**Directions for this task**: Please return the lines of the data that contain "raising".

Data entries:
------------------------------

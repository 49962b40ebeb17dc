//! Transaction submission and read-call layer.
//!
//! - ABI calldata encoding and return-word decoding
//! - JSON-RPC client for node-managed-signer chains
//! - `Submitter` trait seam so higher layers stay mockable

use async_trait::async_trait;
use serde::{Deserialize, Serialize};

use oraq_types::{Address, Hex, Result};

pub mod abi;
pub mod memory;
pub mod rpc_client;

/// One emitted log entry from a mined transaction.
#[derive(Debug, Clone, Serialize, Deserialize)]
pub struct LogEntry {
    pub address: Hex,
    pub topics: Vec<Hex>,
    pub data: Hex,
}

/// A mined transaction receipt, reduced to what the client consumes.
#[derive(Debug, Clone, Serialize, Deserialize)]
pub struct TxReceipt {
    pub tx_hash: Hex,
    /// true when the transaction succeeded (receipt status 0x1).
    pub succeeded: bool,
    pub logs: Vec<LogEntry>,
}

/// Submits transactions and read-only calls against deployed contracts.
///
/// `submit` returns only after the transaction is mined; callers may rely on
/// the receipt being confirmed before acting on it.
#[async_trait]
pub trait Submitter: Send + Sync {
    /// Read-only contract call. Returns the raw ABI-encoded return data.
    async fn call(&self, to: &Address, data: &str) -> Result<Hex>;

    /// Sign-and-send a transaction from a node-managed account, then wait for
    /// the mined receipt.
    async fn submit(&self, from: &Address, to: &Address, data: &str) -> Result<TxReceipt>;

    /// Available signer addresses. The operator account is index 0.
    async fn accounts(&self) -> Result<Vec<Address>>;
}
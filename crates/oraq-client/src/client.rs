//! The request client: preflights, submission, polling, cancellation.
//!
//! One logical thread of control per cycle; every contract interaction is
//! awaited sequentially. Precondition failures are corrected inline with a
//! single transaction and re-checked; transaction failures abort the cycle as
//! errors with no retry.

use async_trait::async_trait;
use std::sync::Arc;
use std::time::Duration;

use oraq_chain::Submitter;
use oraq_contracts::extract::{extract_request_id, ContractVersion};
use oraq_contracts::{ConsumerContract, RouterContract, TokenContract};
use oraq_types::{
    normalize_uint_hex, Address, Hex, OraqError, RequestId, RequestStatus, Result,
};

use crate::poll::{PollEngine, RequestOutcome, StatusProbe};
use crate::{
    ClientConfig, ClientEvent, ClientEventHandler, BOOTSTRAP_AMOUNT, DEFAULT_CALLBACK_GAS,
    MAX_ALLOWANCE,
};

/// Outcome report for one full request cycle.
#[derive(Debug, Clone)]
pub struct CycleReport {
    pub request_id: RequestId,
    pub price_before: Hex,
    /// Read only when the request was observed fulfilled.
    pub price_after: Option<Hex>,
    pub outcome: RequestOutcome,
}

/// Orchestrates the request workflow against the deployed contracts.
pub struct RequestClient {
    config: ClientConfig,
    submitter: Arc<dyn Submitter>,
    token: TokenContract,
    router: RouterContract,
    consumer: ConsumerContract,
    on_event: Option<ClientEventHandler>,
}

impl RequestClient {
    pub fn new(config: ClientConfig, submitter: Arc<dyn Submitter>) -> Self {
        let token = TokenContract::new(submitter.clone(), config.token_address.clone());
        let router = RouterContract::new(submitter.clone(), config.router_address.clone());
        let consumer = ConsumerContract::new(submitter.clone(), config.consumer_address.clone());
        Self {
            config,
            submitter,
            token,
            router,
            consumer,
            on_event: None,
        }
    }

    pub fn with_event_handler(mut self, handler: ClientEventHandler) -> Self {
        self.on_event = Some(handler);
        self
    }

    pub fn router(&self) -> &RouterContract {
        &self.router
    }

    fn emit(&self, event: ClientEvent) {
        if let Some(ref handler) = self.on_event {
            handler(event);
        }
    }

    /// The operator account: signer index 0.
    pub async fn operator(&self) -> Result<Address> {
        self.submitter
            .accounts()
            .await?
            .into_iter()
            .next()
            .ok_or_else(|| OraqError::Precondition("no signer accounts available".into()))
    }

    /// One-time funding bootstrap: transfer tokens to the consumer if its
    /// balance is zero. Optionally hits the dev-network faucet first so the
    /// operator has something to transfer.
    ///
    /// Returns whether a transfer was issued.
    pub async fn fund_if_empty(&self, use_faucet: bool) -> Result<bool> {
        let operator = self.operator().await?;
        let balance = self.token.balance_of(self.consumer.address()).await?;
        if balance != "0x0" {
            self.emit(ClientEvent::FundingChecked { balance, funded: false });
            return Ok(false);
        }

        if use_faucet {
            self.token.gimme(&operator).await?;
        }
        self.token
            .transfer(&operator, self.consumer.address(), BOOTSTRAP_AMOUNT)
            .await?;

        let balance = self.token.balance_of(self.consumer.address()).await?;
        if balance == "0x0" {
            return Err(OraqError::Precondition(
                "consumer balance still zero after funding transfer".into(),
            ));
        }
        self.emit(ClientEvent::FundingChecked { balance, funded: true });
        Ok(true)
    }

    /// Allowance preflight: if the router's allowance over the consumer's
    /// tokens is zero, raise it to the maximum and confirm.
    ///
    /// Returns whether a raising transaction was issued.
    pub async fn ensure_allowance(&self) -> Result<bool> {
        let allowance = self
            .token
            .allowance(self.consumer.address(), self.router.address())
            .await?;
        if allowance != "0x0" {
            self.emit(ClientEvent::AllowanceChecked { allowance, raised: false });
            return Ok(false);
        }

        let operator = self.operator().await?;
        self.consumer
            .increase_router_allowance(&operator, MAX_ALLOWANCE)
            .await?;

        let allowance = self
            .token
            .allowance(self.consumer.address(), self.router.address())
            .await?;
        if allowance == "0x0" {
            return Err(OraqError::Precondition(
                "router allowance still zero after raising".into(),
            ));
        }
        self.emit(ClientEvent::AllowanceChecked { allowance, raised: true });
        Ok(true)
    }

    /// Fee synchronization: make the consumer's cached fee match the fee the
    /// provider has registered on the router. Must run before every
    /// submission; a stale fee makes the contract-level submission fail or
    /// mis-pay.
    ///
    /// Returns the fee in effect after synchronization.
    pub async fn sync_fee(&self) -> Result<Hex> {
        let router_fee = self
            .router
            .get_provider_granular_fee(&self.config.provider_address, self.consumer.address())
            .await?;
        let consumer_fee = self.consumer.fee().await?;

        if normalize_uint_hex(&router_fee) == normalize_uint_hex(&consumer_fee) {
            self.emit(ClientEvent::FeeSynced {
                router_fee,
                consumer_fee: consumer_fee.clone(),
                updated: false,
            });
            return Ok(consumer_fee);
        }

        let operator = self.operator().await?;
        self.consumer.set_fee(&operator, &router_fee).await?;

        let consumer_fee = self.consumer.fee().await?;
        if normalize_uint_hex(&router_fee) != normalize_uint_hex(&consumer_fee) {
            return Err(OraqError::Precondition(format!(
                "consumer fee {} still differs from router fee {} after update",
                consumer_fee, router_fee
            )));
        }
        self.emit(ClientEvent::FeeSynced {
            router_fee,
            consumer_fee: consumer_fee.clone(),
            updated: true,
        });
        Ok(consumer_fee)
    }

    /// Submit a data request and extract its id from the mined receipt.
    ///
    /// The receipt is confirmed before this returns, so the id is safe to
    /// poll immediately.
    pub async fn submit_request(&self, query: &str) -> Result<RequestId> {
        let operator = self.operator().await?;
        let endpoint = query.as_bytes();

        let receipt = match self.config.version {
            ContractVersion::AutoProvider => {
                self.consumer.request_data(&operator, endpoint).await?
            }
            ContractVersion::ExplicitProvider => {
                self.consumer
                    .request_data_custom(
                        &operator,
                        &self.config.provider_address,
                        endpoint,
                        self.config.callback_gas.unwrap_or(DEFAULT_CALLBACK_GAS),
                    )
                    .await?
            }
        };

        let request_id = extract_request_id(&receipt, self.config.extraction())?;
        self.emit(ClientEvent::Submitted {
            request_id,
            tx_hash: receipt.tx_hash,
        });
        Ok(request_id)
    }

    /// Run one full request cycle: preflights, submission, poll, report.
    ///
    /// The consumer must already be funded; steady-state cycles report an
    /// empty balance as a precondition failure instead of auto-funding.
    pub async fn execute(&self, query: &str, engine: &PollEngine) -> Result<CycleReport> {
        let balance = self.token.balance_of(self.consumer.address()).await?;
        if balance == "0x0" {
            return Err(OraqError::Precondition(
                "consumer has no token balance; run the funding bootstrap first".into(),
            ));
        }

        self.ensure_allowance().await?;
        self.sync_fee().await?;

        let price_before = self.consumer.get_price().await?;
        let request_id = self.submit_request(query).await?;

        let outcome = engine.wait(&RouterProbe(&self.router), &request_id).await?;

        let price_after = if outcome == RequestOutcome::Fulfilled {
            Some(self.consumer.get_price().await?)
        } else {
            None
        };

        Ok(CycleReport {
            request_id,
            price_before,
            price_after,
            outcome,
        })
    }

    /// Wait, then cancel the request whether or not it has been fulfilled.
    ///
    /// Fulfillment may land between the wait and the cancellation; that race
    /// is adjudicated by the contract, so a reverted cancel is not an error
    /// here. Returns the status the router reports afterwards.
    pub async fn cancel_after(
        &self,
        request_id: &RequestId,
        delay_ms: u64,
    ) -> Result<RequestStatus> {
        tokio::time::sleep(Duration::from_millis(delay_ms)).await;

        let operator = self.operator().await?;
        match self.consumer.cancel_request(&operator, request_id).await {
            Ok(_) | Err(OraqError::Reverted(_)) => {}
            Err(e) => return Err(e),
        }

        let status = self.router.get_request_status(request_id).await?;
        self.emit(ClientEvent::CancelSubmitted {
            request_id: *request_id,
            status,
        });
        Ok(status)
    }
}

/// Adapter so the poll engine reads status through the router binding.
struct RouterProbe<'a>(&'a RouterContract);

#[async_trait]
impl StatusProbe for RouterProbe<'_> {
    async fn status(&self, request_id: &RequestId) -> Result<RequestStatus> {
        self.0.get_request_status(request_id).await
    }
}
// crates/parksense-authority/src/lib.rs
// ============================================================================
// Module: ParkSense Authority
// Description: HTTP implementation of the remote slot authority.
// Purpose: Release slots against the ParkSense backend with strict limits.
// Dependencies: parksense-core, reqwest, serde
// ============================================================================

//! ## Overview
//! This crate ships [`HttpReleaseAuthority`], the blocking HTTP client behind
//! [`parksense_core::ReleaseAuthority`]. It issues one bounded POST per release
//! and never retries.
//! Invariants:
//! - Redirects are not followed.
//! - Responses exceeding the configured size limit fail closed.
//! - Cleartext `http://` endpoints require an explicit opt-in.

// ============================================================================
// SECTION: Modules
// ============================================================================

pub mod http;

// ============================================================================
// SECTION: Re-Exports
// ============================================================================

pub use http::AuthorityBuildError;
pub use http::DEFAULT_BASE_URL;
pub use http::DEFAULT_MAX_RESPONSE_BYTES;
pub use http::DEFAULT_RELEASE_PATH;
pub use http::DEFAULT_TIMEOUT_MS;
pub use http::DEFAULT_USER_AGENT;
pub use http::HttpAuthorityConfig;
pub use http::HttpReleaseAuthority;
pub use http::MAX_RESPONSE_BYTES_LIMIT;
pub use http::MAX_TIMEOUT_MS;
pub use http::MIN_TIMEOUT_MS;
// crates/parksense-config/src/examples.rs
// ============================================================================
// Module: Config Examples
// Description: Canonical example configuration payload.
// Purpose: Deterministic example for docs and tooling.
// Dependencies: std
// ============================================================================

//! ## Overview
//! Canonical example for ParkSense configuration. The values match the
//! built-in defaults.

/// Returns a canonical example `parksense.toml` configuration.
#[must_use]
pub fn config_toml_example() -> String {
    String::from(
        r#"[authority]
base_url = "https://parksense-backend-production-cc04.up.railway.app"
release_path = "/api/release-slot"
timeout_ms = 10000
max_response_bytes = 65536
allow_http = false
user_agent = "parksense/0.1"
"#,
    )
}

------------------------------

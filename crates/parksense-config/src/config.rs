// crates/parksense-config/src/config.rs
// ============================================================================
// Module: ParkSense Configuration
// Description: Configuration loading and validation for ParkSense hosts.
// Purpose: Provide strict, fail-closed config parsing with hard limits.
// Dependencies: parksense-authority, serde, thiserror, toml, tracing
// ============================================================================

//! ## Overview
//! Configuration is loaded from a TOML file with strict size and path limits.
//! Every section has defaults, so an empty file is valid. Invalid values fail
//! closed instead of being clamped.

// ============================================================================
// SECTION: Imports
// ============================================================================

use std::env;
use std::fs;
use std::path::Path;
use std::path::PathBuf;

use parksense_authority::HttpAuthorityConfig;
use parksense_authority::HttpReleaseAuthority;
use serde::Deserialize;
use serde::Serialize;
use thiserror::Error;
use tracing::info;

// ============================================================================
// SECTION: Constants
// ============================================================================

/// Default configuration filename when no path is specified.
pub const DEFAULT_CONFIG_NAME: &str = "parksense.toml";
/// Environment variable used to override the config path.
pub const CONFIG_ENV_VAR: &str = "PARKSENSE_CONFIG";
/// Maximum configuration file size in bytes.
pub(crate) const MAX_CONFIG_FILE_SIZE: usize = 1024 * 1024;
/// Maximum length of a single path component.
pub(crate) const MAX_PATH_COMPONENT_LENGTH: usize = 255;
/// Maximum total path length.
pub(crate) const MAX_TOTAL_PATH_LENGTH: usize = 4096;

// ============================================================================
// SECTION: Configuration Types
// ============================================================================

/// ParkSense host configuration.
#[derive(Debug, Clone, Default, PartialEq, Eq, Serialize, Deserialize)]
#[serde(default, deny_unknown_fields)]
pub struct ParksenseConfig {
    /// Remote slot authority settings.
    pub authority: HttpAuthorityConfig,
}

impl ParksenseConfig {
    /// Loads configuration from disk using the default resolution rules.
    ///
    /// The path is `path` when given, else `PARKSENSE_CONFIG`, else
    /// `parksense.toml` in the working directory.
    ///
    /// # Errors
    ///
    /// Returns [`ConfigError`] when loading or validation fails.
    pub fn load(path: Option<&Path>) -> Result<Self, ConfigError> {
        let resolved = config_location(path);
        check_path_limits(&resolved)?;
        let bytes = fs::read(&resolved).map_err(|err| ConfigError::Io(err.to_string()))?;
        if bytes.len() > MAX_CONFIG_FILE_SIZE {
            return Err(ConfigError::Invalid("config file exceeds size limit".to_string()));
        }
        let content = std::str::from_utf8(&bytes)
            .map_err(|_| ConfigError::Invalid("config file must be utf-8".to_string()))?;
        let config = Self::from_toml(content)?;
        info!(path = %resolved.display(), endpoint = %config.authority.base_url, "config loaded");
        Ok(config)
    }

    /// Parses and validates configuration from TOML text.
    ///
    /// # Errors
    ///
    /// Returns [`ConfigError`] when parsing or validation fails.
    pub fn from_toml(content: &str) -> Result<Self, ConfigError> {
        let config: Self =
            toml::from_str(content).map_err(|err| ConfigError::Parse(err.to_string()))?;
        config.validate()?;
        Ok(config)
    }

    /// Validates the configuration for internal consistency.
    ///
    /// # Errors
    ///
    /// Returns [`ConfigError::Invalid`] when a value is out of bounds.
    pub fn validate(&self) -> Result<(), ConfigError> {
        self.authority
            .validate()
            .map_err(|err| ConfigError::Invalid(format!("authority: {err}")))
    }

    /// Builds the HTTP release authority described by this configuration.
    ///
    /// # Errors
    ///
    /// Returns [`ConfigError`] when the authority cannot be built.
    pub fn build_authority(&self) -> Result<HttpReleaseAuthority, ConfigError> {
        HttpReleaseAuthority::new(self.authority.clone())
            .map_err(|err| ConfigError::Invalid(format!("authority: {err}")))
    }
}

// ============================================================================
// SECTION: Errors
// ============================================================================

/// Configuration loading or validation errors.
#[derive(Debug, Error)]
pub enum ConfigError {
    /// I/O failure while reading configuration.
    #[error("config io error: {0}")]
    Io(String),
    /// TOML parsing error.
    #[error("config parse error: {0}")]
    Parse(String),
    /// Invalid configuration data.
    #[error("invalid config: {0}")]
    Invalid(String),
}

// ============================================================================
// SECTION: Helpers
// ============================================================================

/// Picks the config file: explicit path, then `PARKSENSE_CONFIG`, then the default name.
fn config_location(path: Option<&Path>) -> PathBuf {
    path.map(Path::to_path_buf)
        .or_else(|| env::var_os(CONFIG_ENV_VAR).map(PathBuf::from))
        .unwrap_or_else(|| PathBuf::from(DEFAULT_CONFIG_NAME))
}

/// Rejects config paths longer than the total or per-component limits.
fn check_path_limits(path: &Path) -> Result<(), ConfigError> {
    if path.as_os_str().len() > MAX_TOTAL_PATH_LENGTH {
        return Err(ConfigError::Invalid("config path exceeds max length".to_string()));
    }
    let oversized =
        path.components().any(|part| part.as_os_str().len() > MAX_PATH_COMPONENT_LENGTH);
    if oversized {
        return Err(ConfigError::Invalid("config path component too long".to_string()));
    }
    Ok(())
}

------------------------------

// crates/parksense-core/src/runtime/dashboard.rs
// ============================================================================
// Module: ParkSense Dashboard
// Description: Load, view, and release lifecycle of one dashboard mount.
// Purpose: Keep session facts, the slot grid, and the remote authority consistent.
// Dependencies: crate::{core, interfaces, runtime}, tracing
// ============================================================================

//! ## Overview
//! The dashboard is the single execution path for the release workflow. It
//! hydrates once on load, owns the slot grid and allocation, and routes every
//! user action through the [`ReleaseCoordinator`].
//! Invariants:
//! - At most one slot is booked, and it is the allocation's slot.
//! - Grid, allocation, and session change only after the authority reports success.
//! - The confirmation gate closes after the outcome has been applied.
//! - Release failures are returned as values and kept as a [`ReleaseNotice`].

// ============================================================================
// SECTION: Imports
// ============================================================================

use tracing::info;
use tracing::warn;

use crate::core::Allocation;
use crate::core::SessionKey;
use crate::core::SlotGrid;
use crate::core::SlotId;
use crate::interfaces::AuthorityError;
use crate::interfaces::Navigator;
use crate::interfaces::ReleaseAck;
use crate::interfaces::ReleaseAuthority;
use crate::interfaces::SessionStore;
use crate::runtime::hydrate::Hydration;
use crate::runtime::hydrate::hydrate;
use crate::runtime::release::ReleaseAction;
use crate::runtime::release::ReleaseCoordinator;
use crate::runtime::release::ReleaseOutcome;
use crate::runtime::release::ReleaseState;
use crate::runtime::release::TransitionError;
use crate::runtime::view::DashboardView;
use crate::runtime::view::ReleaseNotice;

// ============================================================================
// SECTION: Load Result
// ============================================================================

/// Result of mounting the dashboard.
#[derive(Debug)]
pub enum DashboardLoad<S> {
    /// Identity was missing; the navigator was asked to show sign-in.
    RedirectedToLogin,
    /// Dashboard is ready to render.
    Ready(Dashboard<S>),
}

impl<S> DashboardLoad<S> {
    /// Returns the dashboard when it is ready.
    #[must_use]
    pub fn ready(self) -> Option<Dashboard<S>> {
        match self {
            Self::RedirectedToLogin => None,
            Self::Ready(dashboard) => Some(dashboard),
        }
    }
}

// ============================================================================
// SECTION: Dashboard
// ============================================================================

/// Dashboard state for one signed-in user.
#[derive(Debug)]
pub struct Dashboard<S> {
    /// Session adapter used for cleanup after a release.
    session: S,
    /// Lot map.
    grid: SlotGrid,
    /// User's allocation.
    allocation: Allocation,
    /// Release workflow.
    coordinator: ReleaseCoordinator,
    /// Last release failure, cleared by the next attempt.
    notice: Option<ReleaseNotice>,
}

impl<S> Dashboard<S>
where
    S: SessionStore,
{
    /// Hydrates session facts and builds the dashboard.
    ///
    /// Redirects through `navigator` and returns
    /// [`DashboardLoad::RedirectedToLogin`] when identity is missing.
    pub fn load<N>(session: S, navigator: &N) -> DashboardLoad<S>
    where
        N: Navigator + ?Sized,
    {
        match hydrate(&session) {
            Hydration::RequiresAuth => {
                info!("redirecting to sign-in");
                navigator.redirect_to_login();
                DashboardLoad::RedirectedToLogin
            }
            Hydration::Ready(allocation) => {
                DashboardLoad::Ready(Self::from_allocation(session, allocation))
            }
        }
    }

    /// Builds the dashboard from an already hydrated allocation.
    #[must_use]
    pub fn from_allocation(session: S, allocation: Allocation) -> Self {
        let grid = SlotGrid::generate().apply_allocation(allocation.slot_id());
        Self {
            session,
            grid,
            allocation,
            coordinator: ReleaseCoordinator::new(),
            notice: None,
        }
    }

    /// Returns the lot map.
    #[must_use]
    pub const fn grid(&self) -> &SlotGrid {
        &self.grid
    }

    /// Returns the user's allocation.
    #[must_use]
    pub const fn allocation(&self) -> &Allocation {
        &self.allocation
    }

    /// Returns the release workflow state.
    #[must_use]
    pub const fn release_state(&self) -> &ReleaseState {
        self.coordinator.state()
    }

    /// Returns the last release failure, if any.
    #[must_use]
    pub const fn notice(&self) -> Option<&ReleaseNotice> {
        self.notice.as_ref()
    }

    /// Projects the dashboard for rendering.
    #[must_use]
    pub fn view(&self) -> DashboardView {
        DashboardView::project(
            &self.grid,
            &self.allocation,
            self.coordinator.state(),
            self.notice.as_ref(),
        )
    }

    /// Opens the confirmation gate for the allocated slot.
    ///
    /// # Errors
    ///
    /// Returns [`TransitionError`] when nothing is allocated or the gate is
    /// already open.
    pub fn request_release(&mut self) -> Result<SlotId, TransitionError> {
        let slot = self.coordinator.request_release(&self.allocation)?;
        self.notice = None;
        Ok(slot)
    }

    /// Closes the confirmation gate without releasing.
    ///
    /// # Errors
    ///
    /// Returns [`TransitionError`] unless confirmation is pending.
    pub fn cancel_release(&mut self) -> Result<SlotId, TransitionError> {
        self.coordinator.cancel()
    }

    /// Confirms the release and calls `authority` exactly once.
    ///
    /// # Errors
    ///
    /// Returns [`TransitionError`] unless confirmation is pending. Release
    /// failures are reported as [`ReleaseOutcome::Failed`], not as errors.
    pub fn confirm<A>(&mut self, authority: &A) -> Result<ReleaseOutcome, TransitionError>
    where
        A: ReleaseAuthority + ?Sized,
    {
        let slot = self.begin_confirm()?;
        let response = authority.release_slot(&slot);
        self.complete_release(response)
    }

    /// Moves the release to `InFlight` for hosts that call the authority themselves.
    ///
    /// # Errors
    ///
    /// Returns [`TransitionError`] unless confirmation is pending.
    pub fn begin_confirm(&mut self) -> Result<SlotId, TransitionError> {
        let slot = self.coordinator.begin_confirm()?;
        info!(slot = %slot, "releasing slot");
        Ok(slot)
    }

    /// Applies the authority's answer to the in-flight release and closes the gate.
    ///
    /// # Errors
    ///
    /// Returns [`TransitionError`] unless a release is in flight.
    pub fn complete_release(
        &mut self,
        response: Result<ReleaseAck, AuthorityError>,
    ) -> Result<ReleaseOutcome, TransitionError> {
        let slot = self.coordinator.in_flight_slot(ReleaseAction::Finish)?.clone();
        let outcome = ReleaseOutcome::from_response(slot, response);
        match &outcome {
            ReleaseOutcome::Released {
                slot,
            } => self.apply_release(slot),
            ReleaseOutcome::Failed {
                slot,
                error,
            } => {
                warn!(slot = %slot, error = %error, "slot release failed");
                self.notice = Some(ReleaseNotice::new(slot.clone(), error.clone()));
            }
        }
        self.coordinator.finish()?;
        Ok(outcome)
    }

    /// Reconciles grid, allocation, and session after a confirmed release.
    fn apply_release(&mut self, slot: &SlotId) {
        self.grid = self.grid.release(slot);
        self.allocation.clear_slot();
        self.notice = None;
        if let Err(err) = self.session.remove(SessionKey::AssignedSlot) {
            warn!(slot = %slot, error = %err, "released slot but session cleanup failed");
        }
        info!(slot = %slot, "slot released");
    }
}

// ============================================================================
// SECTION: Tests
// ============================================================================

------------------------------

**Problem solution**:
    /// Returns whether a raising transaction was issued.
                "router allowance still zero after raising".into(),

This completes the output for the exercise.